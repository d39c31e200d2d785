// Persistence seam: sessions, verification results, and the append-only
// audit log live behind a narrow async interface so the protocol core stays
// agnostic of the backing store.

use std::collections::HashMap;
use std::sync::Mutex;

use async_trait::async_trait;

use crate::data_structures::{AuditEvent, Session, VerificationResult};
use crate::errors::StoreError;

/// Narrow create/read/update interface over the external session store.
/// Writes are at-least-once with idempotent upserts keyed by `session_id`.
#[async_trait]
pub trait SessionStore: Send + Sync {
    async fn create_session(&self, session: Session) -> Result<(), StoreError>;

    async fn get_session(&self, session_id: &str) -> Result<Option<Session>, StoreError>;

    /// Idempotent upsert of the full session record.
    async fn update_session(&self, session: Session) -> Result<(), StoreError>;

    /// Writes the terminal verification result. Upsert keyed by session id.
    async fn write_result(&self, result: VerificationResult) -> Result<(), StoreError>;

    async fn get_result(&self, session_id: &str) -> Result<Option<VerificationResult>, StoreError>;

    /// Appends to the audit log.
    async fn append_audit(&self, event: AuditEvent) -> Result<(), StoreError>;

    /// Audit events for one session, in append order.
    async fn audit_events(&self, session_id: &str) -> Result<Vec<AuditEvent>, StoreError>;
}

/// In-memory store used by the default server wiring and by tests.
#[derive(Debug, Default)]
pub struct InMemoryStore {
    sessions: Mutex<HashMap<String, Session>>,
    results: Mutex<HashMap<String, VerificationResult>>,
    audit: Mutex<Vec<AuditEvent>>,
}

impl InMemoryStore {
    pub fn new() -> Self {
        InMemoryStore::default()
    }
}

#[async_trait]
impl SessionStore for InMemoryStore {
    async fn create_session(&self, session: Session) -> Result<(), StoreError> {
        self.sessions
            .lock()
            .expect("session store lock poisoned")
            .insert(session.session_id.clone(), session);
        Ok(())
    }

    async fn get_session(&self, session_id: &str) -> Result<Option<Session>, StoreError> {
        Ok(self
            .sessions
            .lock()
            .expect("session store lock poisoned")
            .get(session_id)
            .cloned())
    }

    async fn update_session(&self, session: Session) -> Result<(), StoreError> {
        self.sessions
            .lock()
            .expect("session store lock poisoned")
            .insert(session.session_id.clone(), session);
        Ok(())
    }

    async fn write_result(&self, result: VerificationResult) -> Result<(), StoreError> {
        self.results
            .lock()
            .expect("result store lock poisoned")
            .insert(result.session_id.clone(), result);
        Ok(())
    }

    async fn get_result(&self, session_id: &str) -> Result<Option<VerificationResult>, StoreError> {
        Ok(self
            .results
            .lock()
            .expect("result store lock poisoned")
            .get(session_id)
            .cloned())
    }

    async fn append_audit(&self, event: AuditEvent) -> Result<(), StoreError> {
        self.audit.lock().expect("audit log lock poisoned").push(event);
        Ok(())
    }

    async fn audit_events(&self, session_id: &str) -> Result<Vec<AuditEvent>, StoreError> {
        Ok(self
            .audit
            .lock()
            .expect("audit log lock poisoned")
            .iter()
            .filter(|e| e.session_id == session_id)
            .cloned()
            .collect())
    }
}

#[cfg(test)]
mod tests {
    use super::*;
    use crate::data_structures::{AuditEventType, SessionStatus};
    use chrono::Utc;

    #[tokio::test]
    async fn session_roundtrip_and_upsert() {
        let store = InMemoryStore::new();
        let mut session = Session::new("sess-1", "u1");
        store.create_session(session.clone()).await.unwrap();

        let loaded = store.get_session("sess-1").await.unwrap().unwrap();
        assert_eq!(loaded, session);

        session.status = SessionStatus::Completed;
        store.update_session(session.clone()).await.unwrap();
        // update is idempotent
        store.update_session(session.clone()).await.unwrap();
        let loaded = store.get_session("sess-1").await.unwrap().unwrap();
        assert_eq!(loaded.status, SessionStatus::Completed);
    }

    #[tokio::test]
    async fn missing_session_is_none() {
        let store = InMemoryStore::new();
        assert!(store.get_session("missing").await.unwrap().is_none());
    }

    #[tokio::test]
    async fn result_written_once_then_readable() {
        let store = InMemoryStore::new();
        let result = VerificationResult {
            session_id: "sess-1".into(),
            liveness_score: 0.9,
            emotion_score: 0.8,
            deepfake_score: 0.85,
            final_score: 0.8625,
            passed: true,
            timestamp: Utc::now(),
        };
        store.write_result(result.clone()).await.unwrap();
        let loaded = store.get_result("sess-1").await.unwrap().unwrap();
        assert_eq!(loaded, result);
    }

    #[tokio::test]
    async fn audit_log_preserves_append_order_per_session() {
        let store = InMemoryStore::new();
        for (i, event_type) in [
            AuditEventType::SessionStart,
            AuditEventType::ChallengeIssued,
            AuditEventType::SessionCompleted,
        ]
        .into_iter()
        .enumerate()
        {
            store
                .append_audit(AuditEvent::new(
                    event_type,
                    "sess-1",
                    "u1",
                    serde_json::json!({ "seq": i }),
                ))
                .await
                .unwrap();
        }
        store
            .append_audit(AuditEvent::new(
                AuditEventType::SessionStart,
                "sess-2",
                "u2",
                serde_json::Value::Null,
            ))
            .await
            .unwrap();

        let events = store.audit_events("sess-1").await.unwrap();
        assert_eq!(events.len(), 3);
        assert_eq!(events[0].event_type, AuditEventType::SessionStart);
        assert_eq!(events[2].event_type, AuditEventType::SessionCompleted);
    }
}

+ + + +

- [Prompt] Count every line of the records that includes "HashMap", and give that number with no other words.

- [Output of the task] 3